# Connection of orthogonal decomposition of Hilbert space and with eigenspace of linear operator on Hilbert space

functional-analysishilbert-spaceslinear algebrareal-analysisspectral-theory

We know that $$L^2(S^1)$$ is Hilbert space. Also
$$-i\frac{d}{dx}:L^2(S^1)\to L^2(S^1)$$
is linear operator on that. Also $$-i\frac{d}{dx}e^{ikx}=ke^{ikx}.$$

So each $$k$$, $$e^{ikx}$$ is eigenvector.
Define
$$H_k=\{f\in L^2(S^1):-i\frac{d}{dx}f=kf \}$$
Due to eigenspace $$H_k$$ for different $$k$$ are orthogonal.
We also know that $$f\in L^{2}(S^1)$$ is written in the Fourier series.

$$f(x)=\sum_{k\in \mathbb Z}\hat f(k)e^{ikz}$$
That is $$L^2(S^1)=\oplus_{k\in \mathbb Z} H_k$$.

Is such a phenomenon occur for all Hilbert spaces? What would be the choice of operator?

Also,
if we consider $$C^{\infty}(S^1)$$ space, on that we can define operator and that space is dense in $$L^2(S^1)$$. Our operator is self adjoint also closed. Can there is any spectral decomposition theorem for closed self adjoint operator defined on dense set.
I wanted to link this with more general $$L^2(M)$$ Hilbert space.
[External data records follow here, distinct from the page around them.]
//! Fixed-length inline array with bounds-checked access and bulk fill.
//!
//! [`FixedArray`] is a thin wrapper over `[T; N]`: no heap, no length field, and the
//! same layout as the bare array. It adds the checked accessors and fill paths that
//! [`DynArray`](crate::DynArray) has, so code can move between the two without
//! changing how it reads elements.

use core::cmp::Ordering;
use core::fmt;
use core::mem::MaybeUninit;
use core::ops::{Deref, DerefMut, Index, IndexMut};
use core::slice::{self, SliceIndex};

use crate::any_array::AnyArray;
use crate::error::OutOfRange;
use crate::vecs::DynArray;

/// An array of exactly `N` elements stored inline.
///
/// Comparison is elementwise for equality and lexicographic for ordering.
///
/// # Examples
/// ```rust
/// use basic_containers::{FixedArray, fixed_array};
///
/// let a = fixed_array![1, 2, 3];
/// let b = FixedArray::<i32, 3>::splat(7);
/// assert!(a < b);
/// assert_eq!(a.at(1), Ok(&2));
/// assert!(a.at(3).is_err());
/// ```
#[derive(Clone, Copy, PartialEq, Eq, PartialOrd, Ord, Hash)]
#[repr(transparent)]
pub struct FixedArray<T, const N: usize> {
    data: [T; N],
}

impl<T, const N: usize> FixedArray<T, N> {
    /// Number of elements, available in const contexts.
    pub const SIZE: usize = N;

    /// Wraps an existing array.
    pub const fn new(data: [T; N]) -> Self {
        Self { data }
    }

    pub fn into_inner(self) -> [T; N] {
        self.data
    }

    #[inline(always)]
    pub const fn size(&self) -> usize {
        N
    }

    /// The underlying array.
    #[inline(always)]
    pub const fn data(&self) -> &[T; N] {
        &self.data
    }

    #[inline(always)]
    pub fn data_mut(&mut self) -> &mut [T; N] {
        &mut self.data
    }

    #[inline(always)]
    pub const fn as_ptr(&self) -> *const T {
        self.data.as_ptr()
    }

    #[inline(always)]
    pub fn as_mut_ptr(&mut self) -> *mut T {
        self.data.as_mut_ptr()
    }

    #[inline(always)]
    pub const fn as_slice(&self) -> &[T] {
        &self.data
    }

    #[inline(always)]
    pub fn as_mut_slice(&mut self) -> &mut [T] {
        &mut self.data
    }

    // --- Element access ---

    /// Bounds-checked access.
    pub fn at(&self, index: usize) -> Result<&T, OutOfRange> {
        OutOfRange::check(index, N)?;
        Ok(&self.data[index])
    }

    pub fn at_mut(&mut self, index: usize) -> Result<&mut T, OutOfRange> {
        OutOfRange::check(index, N)?;
        Ok(&mut self.data[index])
    }

    /// First element.
    ///
    /// # Panics
    /// Panics if `N == 0`.
    #[track_caller]
    pub fn front(&self) -> &T {
        match self.data.first() {
            Some(item) => item,
            None => empty_access("front"),
        }
    }

    #[track_caller]
    pub fn front_mut(&mut self) -> &mut T {
        match self.data.first_mut() {
            Some(item) => item,
            None => empty_access("front_mut"),
        }
    }

    /// Last element.
    ///
    /// # Panics
    /// Panics if `N == 0`.
    #[track_caller]
    pub fn back(&self) -> &T {
        match self.data.last() {
            Some(item) => item,
            None => empty_access("back"),
        }
    }

    #[track_caller]
    pub fn back_mut(&mut self) -> &mut T {
        match self.data.last_mut() {
            Some(item) => item,
            None => empty_access("back_mut"),
        }
    }

    // --- Modifiers ---

    /// Exchanges the contents of two arrays element by element.
    ///
    /// This shadows the slice method of the same name; use
    /// `as_mut_slice().swap(a, b)` to swap two positions.
    pub fn swap(&mut self, other: &mut Self) {
        self.data.swap_with_slice(&mut other.data);
    }
}

impl<T: Clone, const N: usize> FixedArray<T, N> {
    /// An array of `N` clones of `value`.
    pub fn filled(value: &T) -> Self {
        Self {
            data: core::array::from_fn(|_| value.clone()),
        }
    }

    /// Assigns a clone of `value` to every slot.
    ///
    /// This shadows `<[T]>::fill`, which takes the value by move.
    pub fn fill(&mut self, value: &T) {
        for slot in &mut self.data {
            slot.clone_from(value);
        }
    }
}

impl<T: Copy, const N: usize> FixedArray<T, N> {
    /// An array of `N` copies of `value`, written by repeated doubling.
    pub fn splat(value: T) -> Self {
        let mut slots = [MaybeUninit::<T>::uninit(); N];
        if let Some(first) = slots.first_mut() {
            first.write(value);
            double_fill(&mut slots);
        }
        // SAFETY: `double_fill` initialised every slot from slot 0.
        Self {
            data: slots.map(|slot| unsafe { slot.assume_init() }),
        }
    }

    /// Overwrites every slot with `value` by repeated doubling.
    pub fn fill_copy(&mut self, value: T) {
        if let Some(first) = self.data.first_mut() {
            *first = value;
            double_fill(&mut self.data);
        }
    }
}

/// Copies slot 0 across the whole slice, doubling the filled prefix each pass.
fn double_fill<U: Copy>(slots: &mut [U]) {
    let n = slots.len();
    let mut done = 1;
    while done < n {
        let step = done.min(n - done);
        slots.copy_within(0..step, done);
        done += step;
    }
}

#[cold]
#[track_caller]
fn empty_access(op: &str) -> ! {
    panic!("{op}() called on an empty FixedArray");
}

// --- Trait impls ---

impl<T: Default, const N: usize> Default for FixedArray<T, N> {
    fn default() -> Self {
        Self {
            data: core::array::from_fn(|_| T::default()),
        }
    }
}

impl<T: fmt::Debug, const N: usize> fmt::Debug for FixedArray<T, N> {
    fn fmt(&self, f: &mut fmt::Formatter<'_>) -> fmt::Result {
        fmt::Debug::fmt(&self.data, f)
    }
}

impl<T, const N: usize> Deref for FixedArray<T, N> {
    type Target = [T];
    fn deref(&self) -> &Self::Target {
        &self.data
    }
}

impl<T, const N: usize> DerefMut for FixedArray<T, N> {
    fn deref_mut(&mut self) -> &mut Self::Target {
        &mut self.data
    }
}

impl<T, I: SliceIndex<[T]>, const N: usize> Index<I> for FixedArray<T, N> {
    type Output = I::Output;
    #[inline(always)]
    fn index(&self, index: I) -> &Self::Output {
        Index::index(self.as_slice(), index)
    }
}

impl<T, I: SliceIndex<[T]>, const N: usize> IndexMut<I> for FixedArray<T, N> {
    #[inline(always)]
    fn index_mut(&mut self, index: I) -> &mut Self::Output {
        IndexMut::index_mut(self.as_mut_slice(), index)
    }
}

impl<T, const N: usize> AsRef<[T]> for FixedArray<T, N> {
    fn as_ref(&self) -> &[T] {
        &self.data
    }
}

impl<T, const N: usize> AsMut<[T]> for FixedArray<T, N> {
    fn as_mut(&mut self) -> &mut [T] {
        &mut self.data
    }
}

impl<T, const N: usize> From<[T; N]> for FixedArray<T, N> {
    fn from(data: [T; N]) -> Self {
        Self { data }
    }
}

impl<T, const N: usize> From<FixedArray<T, N>> for [T; N] {
    fn from(array: FixedArray<T, N>) -> Self {
        array.data
    }
}

impl<T, const N: usize> From<FixedArray<T, N>> for DynArray<T> {
    fn from(array: FixedArray<T, N>) -> Self {
        DynArray::from(array.data)
    }
}

impl<T, const N: usize> AnyArray<T> for FixedArray<T, N> {
    fn as_slice(&self) -> &[T] {
        &self.data
    }
}

impl<T: PartialEq, const N: usize> FixedArray<T, N> {
    pub fn eq_any<V: AnyArray<T> + ?Sized>(&self, other: &V) -> bool {
        self.as_slice() == other.as_slice()
    }
}

impl<T: Ord, const N: usize> FixedArray<T, N> {
    pub fn cmp_any<V: AnyArray<T> + ?Sized>(&self, other: &V) -> Ordering {
        self.as_slice().cmp(other.as_slice())
    }
}

// --- Iteration ---

impl<T, const N: usize> IntoIterator for FixedArray<T, N> {
    type Item = T;
    type IntoIter = core::array::IntoIter<T, N>;
    fn into_iter(self) -> Self::IntoIter {
        self.data.into_iter()
    }
}

impl<'a, T, const N: usize> IntoIterator for &'a FixedArray<T, N> {
    type Item = &'a T;
    type IntoIter = slice::Iter<'a, T>;
    fn into_iter(self) -> Self::IntoIter {
        self.data.iter()
    }
}

impl<'a, T, const N: usize> IntoIterator for &'a mut FixedArray<T, N> {
    type Item = &'a mut T;
    type IntoIter = slice::IterMut<'a, T>;
    fn into_iter(self) -> Self::IntoIter {
        self.data.iter_mut()
    }
}

/// Creates a [`FixedArray`] from exactly `N` positional values, or from
/// `value; N` by cloning.
///
/// ```rust
/// use basic_containers::fixed_array;
///
/// let a = fixed_array![5, 6, 7];
/// assert_eq!(a.size(), 3);
///
/// let b = fixed_array![String::from("hi"); 2];
/// assert_eq!(b[1], "hi");
/// ```
#[macro_export]
macro_rules! fixed_array {
    ($elem:expr; $n:expr) => {
        $crate::FixedArray::<_, { $n }>::filled(&$elem)
    };
    ($($x:expr),* $(,)?) => {
        $crate::FixedArray::new([$($x),*])
    };
}

#[cfg(test)]
mod tests {
    use super::*;
    use std::cell::Cell;
    use std::rc::Rc;

    #[test]
    fn test_fixed_array_filled_and_access() {
        let arr = FixedArray::<i32, 5>::filled(&7);
        assert_eq!(arr.size(), 5);
        for i in 0..arr.size() {
            assert_eq!(arr[i], 7);
            assert_eq!(arr.at(i), Ok(&7));
        }
    }

    #[test]
    fn test_fixed_array_positional_construction() {
        let arr = fixed_array![1, 2, 3];
        assert_eq!(arr.size(), 3);
        assert_eq!(FixedArray::<i32, 3>::SIZE, 3);
        assert_eq!(arr[0], 1);
        assert_eq!(arr[1], 2);
        assert_eq!(arr[2], 3);
        assert_eq!(arr.into_inner(), [1, 2, 3]);
    }

    #[test]
    fn test_fixed_array_at_out_of_range() {
        let mut arr = FixedArray::<i32, 3>::splat(0);
        assert_eq!(arr.at(3), Err(OutOfRange { index: 3, len: 3 }));
        assert_eq!(arr.at(100).unwrap_err().index, 100);
        assert!(arr.at_mut(3).is_err());
        *arr.at_mut(2).unwrap() = 9;
        assert_eq!(arr, fixed_array![0, 0, 9]);
    }

    #[test]
    #[should_panic(expected = "index out of bounds")]
    fn test_fixed_array_index_out_of_range_panics() {
        let arr = fixed_array![1, 2, 3];
        let i = arr.size();
        let _value = arr[i];
    }

    #[test]
    fn test_fixed_array_fill_paths() {
        let mut arr: FixedArray<i32, 4> = FixedArray::default();
        arr.fill_copy(42);
        assert!(arr.iter().all(|&x| x == 42));

        let mut odd = FixedArray::<u8, 7>::splat(1);
        assert_eq!(odd.data(), &[1; 7]);
        odd.fill_copy(3);
        assert_eq!(odd.into_inner(), [3; 7]);

        let empty = FixedArray::<u64, 0>::splat(5);
        assert!(empty.is_empty());
    }

    #[test]
    fn test_fixed_array_default_and_fill_strings() {
        let mut arr: FixedArray<String, 3> = FixedArray::default();
        assert_eq!(arr.size(), 3);
        for s in &arr {
            assert_eq!(s, "");
        }
        arr.fill(&String::from("hello"));
        for i in 0..arr.size() {
            assert_eq!(arr[i], "hello");
        }
    }

    #[test]
    fn test_fixed_array_swap_and_comparison() {
        let mut a = fixed_array![1, 2, 3];
        let mut b = fixed_array![4, 5, 6];
        a.swap(&mut b);
        assert_eq!(a[0], 4);
        assert_eq!(b[2], 3);
        assert!(a > b);
        assert!(!(a < b));
        assert!(a >= b);
        assert!(b < a);
        assert!(b <= a);
        assert_ne!(a, b);
    }

    #[test]
    fn test_fixed_array_lexicographic_order() {
        let a = fixed_array![1, 2, 3];
        let b = fixed_array![1, 2, 4];
        assert!(a < b);
        assert_eq!(a.cmp(&b), Ordering::Less);

        let c = fixed_array![1, 2, 3];
        assert!(!(a < c));
        assert!(!(a > c));
        assert_eq!(a, c);
    }

    #[test]
    fn test_fixed_array_filled_with_vectors_and_swap() {
        let mut arr = FixedArray::<Vec<i32>, 2>::filled(&vec![1, 2, 3]);
        for v in &arr {
            assert_eq!(v.len(), 3);
            assert_eq!(v[0], 1);
        }
        let mut other = FixedArray::<Vec<i32>, 2>::filled(&Vec::new());
        arr.swap(&mut other);
        assert_eq!(other[0].len(), 3);
        assert!(arr[0].is_empty());
    }

    #[test]
    fn test_fixed_array_nested() {
        let inner = FixedArray::<i32, 5>::splat(8);
        let arr = FixedArray::<FixedArray<i32, 5>, 5>::splat(inner);
        for row in &arr {
            assert!(row.iter().all(|&x| x == 8));
        }
    }

    #[test]
    fn test_fixed_array_front_back_data() {
        let mut arr = fixed_array![5, 6, 7];
        assert_eq!(arr.iter().next(), Some(&5));
        assert_eq!(arr.iter().next_back(), Some(&7));
        assert_eq!(*arr.front(), 5);
        assert_eq!(*arr.back(), 7);
        // SAFETY: index 1 is in bounds.
        assert_eq!(unsafe { *arr.as_ptr().add(1) }, 6);
        *arr.front_mut() = 50;
        *arr.back_mut() = 70;
        assert_eq!(arr.data(), &[50, 6, 70]);
    }

    #[test]
    #[should_panic(expected = "back() called on an empty FixedArray")]
    fn test_fixed_array_back_on_empty_panics() {
        let arr: FixedArray<i32, 0> = FixedArray::new([]);
        arr.back();
    }

    #[test]
    fn test_fixed_array_const_construction() {
        const ARR: FixedArray<i32, 3> = FixedArray::new([1, 2, 3]);
        const FIRST: i32 = ARR.data()[0];
        const LEN: usize = ARR.size();
        assert_eq!(FIRST, 1);
        assert_eq!(LEN, 3);
        assert_eq!(ARR.as_slice(), &[1, 2, 3]);
    }

    #[test]
    fn test_fixed_array_iteration_and_conversion() {
        let mut arr = fixed_array![1, 2, 3];
        for x in &mut arr {
            *x *= 2;
        }
        let collected: Vec<i32> = arr.into_iter().collect();
        assert_eq!(collected, vec![2, 4, 6]);

        let dyn_arr: DynArray<i32> = arr.into();
        assert_eq!(dyn_arr, [2, 4, 6]);
        assert!(arr.eq_any(&dyn_arr));
        assert_eq!(arr.cmp_any(&vec![2, 4, 7]), Ordering::Less);
    }

    #[test]
    fn test_fixed_array_filled_drops_every_clone() {
        let drops = Rc::new(Cell::new(0));
        struct Noisy(Rc<Cell<usize>>);
        impl Clone for Noisy {
            fn clone(&self) -> Self {
                Noisy(self.0.clone())
            }
        }
        impl Drop for Noisy {
            fn drop(&mut self) {
                self.0.set(self.0.get() + 1);
            }
        }
        {
            let seed = Noisy(drops.clone());
            let _arr = FixedArray::<Noisy, 4>::filled(&seed);
        }
        assert_eq!(drops.get(), 5);
    }

    #[test]
    fn test_fixed_array_macro_repeat() {
        let arr = fixed_array![String::from("x"); 3];
        assert_eq!(arr.size(), 3);
        assert!(arr.iter().all(|s| s == "x"));
    }
}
Any help/hint/reference will be highly appreciated.

First of all, your operator is not well-defined. Its domain should be the Sobolev space $$H^1(S^1)$$. Then it is well-defined and self-adjoint. The point here is that this self-adjoint operator (let's call it $$A$$) has a compact resolvent, i.e., $$(A - \lambda I)^{-1}$$ is a compact operator for any $$\lambda\notin\mathbb R$$. For these operators it is always true that the closed linear span of its eigenspaces coincides with the whole space.